MANADO – Perbuatan Dekan Fakultas Hukum Unsrat, Emma Senewe yang tidak adil dalam pemberian komponen remunerasi terhadap dosen dinilai sebagai abuse of power atau penyalahgunaan kekuasaan.
Sebagai informasi tambahan, abuse of power adalah tindakan penyalahgunaan wewenang yang dilakukan seorang pejabat untuk kepentingan tertentu, baik untuk kepentingan diri sendiri, orang lain atau korporasi. Kalau tindakan itu dapat merugikan keuangan atau perekonomian negara, maka tindakan tersebut dapat dianggap sebagai tindakan korupsi.

“Tidak hanya arogan, tapi itu sudah bisa dikualifikasikan abuse of power. Mengatur Fakultas Hukum Unsrat sesuai dengan selera pribadinya, tidak berbasis aturan hukum,” ujar sejumlah dosen Fakultas Hukum Unsrat yang meminta nama mereka tidak diberitakan, Jumat (28/07/2023).
Menurut mereka perwujudan tindakan penyalahgunaan wewenang jabatan tersebut sebagian besar berdampak pada terjadinya Korupsi, Kolusi, Nepotisme (KKN).

“Kalau Dekan minimal so dapat 50 poin kurangi 12 SKS wajib setiap dosen dikali Rp.3,5 Juta. Dekan minimal menerima Rp.120 Juta. Luar biasa kan?,” ujar mereka.
“Penyalahgunaan jabatan atau kekuasaan ini merupakan sebagai salah satu unsur penting dari tindak pidana korupsi yang diatur dalam Undang-Undang Nomor 31 Tahun 1999 junto Undang-Undang Nomor 20 Tahun 2001 tentang Pemberantasan Tindak Pidana Korupsi,” tambah mereka.
Sedangkan dari informasi yang didapat media ini, terdapat beberapa Fakultas yang dinilai menerapkan benar-benar menjalankan tujuan dari remunerasi. “Fakultas Pertanian, FKM dan Fakultas Kedokteran memperhatikan seluruh kesejahteraan para dosen. Dekan mereka tidak melakukan tindakan like and dislike,” kata mereka.

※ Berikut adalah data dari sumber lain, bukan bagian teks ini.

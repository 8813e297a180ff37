//! Compiled keyword taxonomy

use crate::config::{Category, TaxonomyConfig};
use crate::error::TaxonomyError;
use codebook_domain::{MatchType, VariableRecord, PATTERN_MATCH_CATEGORY};
use regex::Regex;
use tracing::debug;

/// A category with its phrases lower-cased for matching
#[derive(Debug, Clone)]
struct CompiledCategory {
    category: Category,
    phrases: Vec<String>,
}

/// A whole-word, case-insensitive keyword matcher
#[derive(Debug, Clone)]
struct KeywordMatcher {
    keyword: String,
    regex: Regex,
}

/// Taxonomy ready for tagging and keyword scans
///
/// Built once from a [`TaxonomyConfig`] and shared read-only by every
/// extractor and by the scorer.
#[derive(Debug, Clone)]
pub struct Taxonomy {
    categories: Vec<CompiledCategory>,
    identifier_patterns: Vec<Regex>,
    keywords: Vec<KeywordMatcher>,
}

impl Taxonomy {
    /// Compile a taxonomy from configuration
    ///
    /// # Errors
    /// Returns error if the configuration is invalid or a pattern fails to compile
    pub fn new(config: TaxonomyConfig) -> Result<Self, TaxonomyError> {
        config.validate().map_err(TaxonomyError::Config)?;

        let identifier_patterns = config
            .identifier_patterns
            .iter()
            .map(|pattern| compile_prefix(pattern))
            .collect::<Result<Vec<_>, _>>()?;

        let keyword_source: Vec<&str> = if config.search_keywords.is_empty() {
            config
                .categories
                .iter()
                .flat_map(|c| c.phrases.iter().map(String::as_str))
                .collect()
        } else {
            config.search_keywords.iter().map(String::as_str).collect()
        };

        let mut keywords: Vec<KeywordMatcher> = Vec::with_capacity(keyword_source.len());
        for keyword in keyword_source {
            if keywords.iter().any(|k| k.keyword == keyword) {
                continue;
            }
            keywords.push(KeywordMatcher {
                keyword: keyword.to_string(),
                regex: compile_whole_word(keyword)?,
            });
        }

        let categories = config
            .categories
            .into_iter()
            .map(|category| CompiledCategory {
                phrases: category.phrases.iter().map(|p| p.to_lowercase()).collect(),
                category,
            })
            .collect();

        debug!(
            "Compiled taxonomy: {} identifier patterns, {} scan keywords",
            identifier_patterns.len(),
            keywords.len()
        );

        Ok(Self {
            categories,
            identifier_patterns,
            keywords,
        })
    }

    /// Create the built-in taxonomy
    pub fn default_taxonomy() -> Result<Self, TaxonomyError> {
        Self::new(TaxonomyConfig::default())
    }

    /// Categories in tagging priority order
    pub fn categories(&self) -> impl Iterator<Item = &Category> {
        self.categories.iter().map(|c| &c.category)
    }

    /// First category with a phrase occurring in the description
    pub fn category_for(&self, description: &str) -> Option<&Category> {
        let lower = description.to_lowercase();
        self.categories
            .iter()
            .find(|c| c.phrases.iter().any(|phrase| lower.contains(phrase.as_str())))
            .map(|c| &c.category)
    }

    /// Whether the name starts with one of the identifier-prefix patterns
    pub fn matches_identifier_pattern(&self, name: &str) -> bool {
        self.identifier_patterns.iter().any(|re| re.is_match(name))
    }

    /// Reporting group for a category label
    pub fn group_of(&self, category: &str) -> Option<&str> {
        self.categories
            .iter()
            .find(|c| c.category.name == category)
            .map(|c| c.category.group.as_str())
    }

    /// Assign a category to a freshly extracted record
    ///
    /// Description keywords take priority over identifier patterns; records
    /// matching neither keep their extractor's match type.
    pub fn tag(&self, record: &mut VariableRecord) {
        if let Some(category) = self.category_for(&record.description) {
            let name = category.name.clone();
            record.tag(name, MatchType::Keyword);
        } else if self.matches_identifier_pattern(&record.name) {
            record.tag(PATTERN_MATCH_CATEGORY, MatchType::VariablePattern);
        }
    }

    /// First configured keyword appearing as a whole word in `text`
    pub fn find_keyword(&self, text: &str) -> Option<&str> {
        self.keywords
            .iter()
            .find(|k| k.regex.is_match(text))
            .map(|k| k.keyword.as_str())
    }

    /// Scan keywords in evaluation order
    pub fn keywords(&self) -> impl Iterator<Item = &str> {
        self.keywords.iter().map(|k| k.keyword.as_str())
    }
}

/// Compile a pattern anchored at the start of the name
pub(crate) fn compile_prefix(pattern: &str) -> Result<Regex, TaxonomyError> {
    Regex::new(&format!("^(?:{})", pattern)).map_err(|source| TaxonomyError::InvalidPattern {
        pattern: pattern.to_string(),
        source,
    })
}

/// Compile a literal keyword as a case-insensitive whole-word matcher
pub(crate) fn compile_whole_word(keyword: &str) -> Result<Regex, TaxonomyError> {
    Regex::new(&format!(r"(?i)\b{}\b", regex::escape(keyword))).map_err(|source| {
        TaxonomyError::InvalidPattern {
            pattern: keyword.to_string(),
            source,
        }
    })
}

Sementara itu, Dekan Fakultas Hukum Unsrat yang dikonfirmasi di nomor 08122004**** terkesan apatisme dengan mengikuti tindakan suaminya (Wakil Rektor II Unsrat) yang memblokir nomor HP atau whatsapp media ini. Padahal dalam UU No. 14 Tahun 2008 telah diatur tentang keterbukaan Informasi publik yang didasari beberapa pertimbangan.